Canadian soccer referee

Silviu Petrescu (born October 6, 1968) is a Canadian professional soccer referee. He officiates matches in the Canadian Premier League, Major League Soccer and the United Soccer League, and is a member of the Professional Referee Organization.

He was a FIFA listed referee until 2013 and officiated matches at the 2003 Pan American Games and the 2007 FIFA U-20 World Cup.

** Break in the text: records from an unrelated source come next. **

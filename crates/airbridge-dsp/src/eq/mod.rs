//! EQ/tone stage with three interchangeable engines.

pub mod design;
mod fft;
mod fir;
mod iir;

pub use fft::FftEq;
pub use fir::FirEq;
pub use iir::IirEq;

use airbridge_core::dsp::{EqConfig, EqEngineKind};

use crate::block::AudioBlock;

/// Common capability of the three EQ engines.
pub trait ToneEq: Send {
    /// Process one block in place.
    fn process(&mut self, block: &mut AudioBlock);

    /// Constant latency this engine adds, in frames.
    fn latency_frames(&self) -> usize;

    /// Clear streaming state (on seek / new session).
    fn reset(&mut self);
}

/// The configured engine. Swapping variants is atomic at a block boundary
/// because the chain replaces the whole stage between `process` calls.
pub enum EqStage {
    Iir(IirEq),
    Fft(FftEq),
    Fir(FirEq),
}

impl EqStage {
    /// Build the stage described by `config`.
    pub fn build(config: &EqConfig, sample_rate: f32, channels: usize) -> Self {
        match config.engine {
            EqEngineKind::Iir => Self::Iir(IirEq::new(&config.bands, sample_rate, channels)),
            EqEngineKind::Fft => Self::Fft(FftEq::new(
                &config.bands,
                sample_rate,
                channels,
                config.block_size(),
            )),
            EqEngineKind::Fir => Self::Fir(FirEq::new(
                &config.bands,
                sample_rate,
                channels,
                config.taps(),
            )),
        }
    }

    pub fn kind(&self) -> EqEngineKind {
        match self {
            Self::Iir(_) => EqEngineKind::Iir,
            Self::Fft(_) => EqEngineKind::Fft,
            Self::Fir(_) => EqEngineKind::Fir,
        }
    }
}

impl ToneEq for EqStage {
    fn process(&mut self, block: &mut AudioBlock) {
        match self {
            Self::Iir(eq) => eq.process(block),
            Self::Fft(eq) => eq.process(block),
            Self::Fir(eq) => eq.process(block),
        }
    }

    fn latency_frames(&self) -> usize {
        match self {
            Self::Iir(eq) => eq.latency_frames(),
            Self::Fft(eq) => eq.latency_frames(),
            Self::Fir(eq) => eq.latency_frames(),
        }
    }

    fn reset(&mut self) {
        match self {
            Self::Iir(eq) => eq.reset(),
            Self::Fft(eq) => eq.reset(),
            Self::Fir(eq) => eq.reset(),
        }
    }
}
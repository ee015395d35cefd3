//! The DSP chain: EQ/tone → compressor → stereo enhancer.
//!
//! Owned by a device and shared with its pipeline thread. Configuration
//! changes rebuild only the stages whose section actually changed, and
//! only between blocks, so an engine switch is atomic at a block boundary
//! and coefficients are never rebuilt per block.

use tracing::debug;

use airbridge_core::dsp::DspConfig;
use airbridge_core::error::DspError;

use crate::block::AudioBlock;
use crate::compressor::Compressor;
use crate::eq::{EqStage, ToneEq};
use crate::stereo::StereoEnhancer;

pub struct DspChain {
    sample_rate: f32,
    channels: usize,
    enabled: bool,
    config: DspConfig,
    eq: EqStage,
    compressor: Compressor,
    stereo: StereoEnhancer,
    /// Scratch for the integer entry point.
    int_scratch: Vec<i16>,
}

impl DspChain {
    pub fn new(sample_rate: u32, channels: u16) -> Self {
        let config = DspConfig::default();
        let sample_rate = sample_rate as f32;
        let channels = channels as usize;
        Self {
            sample_rate,
            channels,
            enabled: false,
            eq: EqStage::build(&config.eq, sample_rate, channels),
            compressor: Compressor::new(config.compressor.clone(), sample_rate, channels),
            stereo: StereoEnhancer::new(config.stereo.clone(), sample_rate),
            config,
            int_scratch: Vec::new(),
        }
    }

    pub fn enabled(&self) -> bool {
        self.enabled
    }

    pub fn set_enabled(&mut self, enabled: bool) {
        self.enabled = enabled;
    }

    pub fn config(&self) -> &DspConfig {
        &self.config
    }

    /// Validate and apply a new configuration. Stages are rebuilt only
    /// when their section changed; an invalid config leaves the chain
    /// untouched.
    pub fn apply_config(&mut self, config: &DspConfig) -> Result<(), DspError> {
        config.validate()?;

        if config.eq != self.config.eq {
            debug!(engine = ?config.eq.engine, bands = config.eq.bands.len(), "rebuilding eq stage");
            self.eq = EqStage::build(&config.eq, self.sample_rate, self.channels);
        }
        if config.compressor != self.config.compressor {
            self.compressor =
                Compressor::new(config.compressor.clone(), self.sample_rate, self.channels);
        }
        if config.stereo != self.config.stereo {
            self.stereo = StereoEnhancer::new(config.stereo.clone(), self.sample_rate);
        }
        self.config = config.clone();
        Ok(())
    }

    /// Reset to the default configuration, disabled.
    pub fn reset_to_defaults(&mut self) {
        self.enabled = false;
        let defaults = DspConfig::default();
        // Defaults always validate.
        let _ = self.apply_config(&defaults);
    }

    /// Total constant latency of the active chain, in frames.
    pub fn latency_frames(&self) -> usize {
        if self.enabled {
            self.eq.latency_frames()
        } else {
            0
        }
    }

    /// Clear all streaming state (new session or seek).
    pub fn reset_state(&mut self) {
        self.eq.reset();
        self.compressor.reset();
        self.stereo.reset();
    }

    /// Process one float block in place.
    pub fn process(&mut self, block: &mut AudioBlock) {
        if !self.enabled {
            return;
        }
        // The IIR engine at a flat curve is a true identity, skip it; the
        // mask engines keep running so their latency stays constant.
        let skip_eq = matches!(self.eq, EqStage::Iir(_)) && self.config.eq.is_flat();
        if !skip_eq {
            self.eq.process(block);
        }
        self.compressor.process(block);
        self.stereo.process(block);
    }

    /// Process interleaved 16-bit PCM in place (AirPlay path).
    pub fn process_interleaved_i16(&mut self, data: &mut [i16]) {
        if !self.enabled {
            return;
        }
        let mut block = AudioBlock::from_interleaved_i16(data, self.channels);
        self.process(&mut block);
        block.write_interleaved_i16(&mut self.int_scratch);
        data.copy_from_slice(&self.int_scratch);
    }

    /// Process interleaved float PCM in place (local speaker path).
    pub fn process_interleaved_f32(&mut self, data: &mut [f32]) {
        if !self.enabled {
            return;
        }
        let mut block = AudioBlock::from_interleaved_f32(data, self.channels);
        self.process(&mut block);
        let mut out = Vec::new();
        block.write_interleaved_f32(&mut out);
        data.copy_from_slice(&out);
    }
}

He has officiated several tournament finals at the domestic level, including the 2003 Jubilee Trophy, the 2006 CIS Men's Soccer Championship, the 2012 MLS Cup, one leg at each of the 2011, 2012, 2013, 2014, 2015 and 2017 Canadian Championship finals, and the single match 2020 Canadian Championship Final.

==Career==
Petrescu was born and raised in Brașov, Romania, where he played soccer with local side Metrom Brașov. He began working as a referee in 1986, and would officiate matches in Divizia B before emigrating to Canada in 1995. Early in his career he officiated in the Canadian Professional Soccer League, where in 1999 he was named the CPSL Referee of the Year. As a Canadian Soccer Association referee, he became FIFA listed in 2002 and has been officiating in Major League Soccer since 2006.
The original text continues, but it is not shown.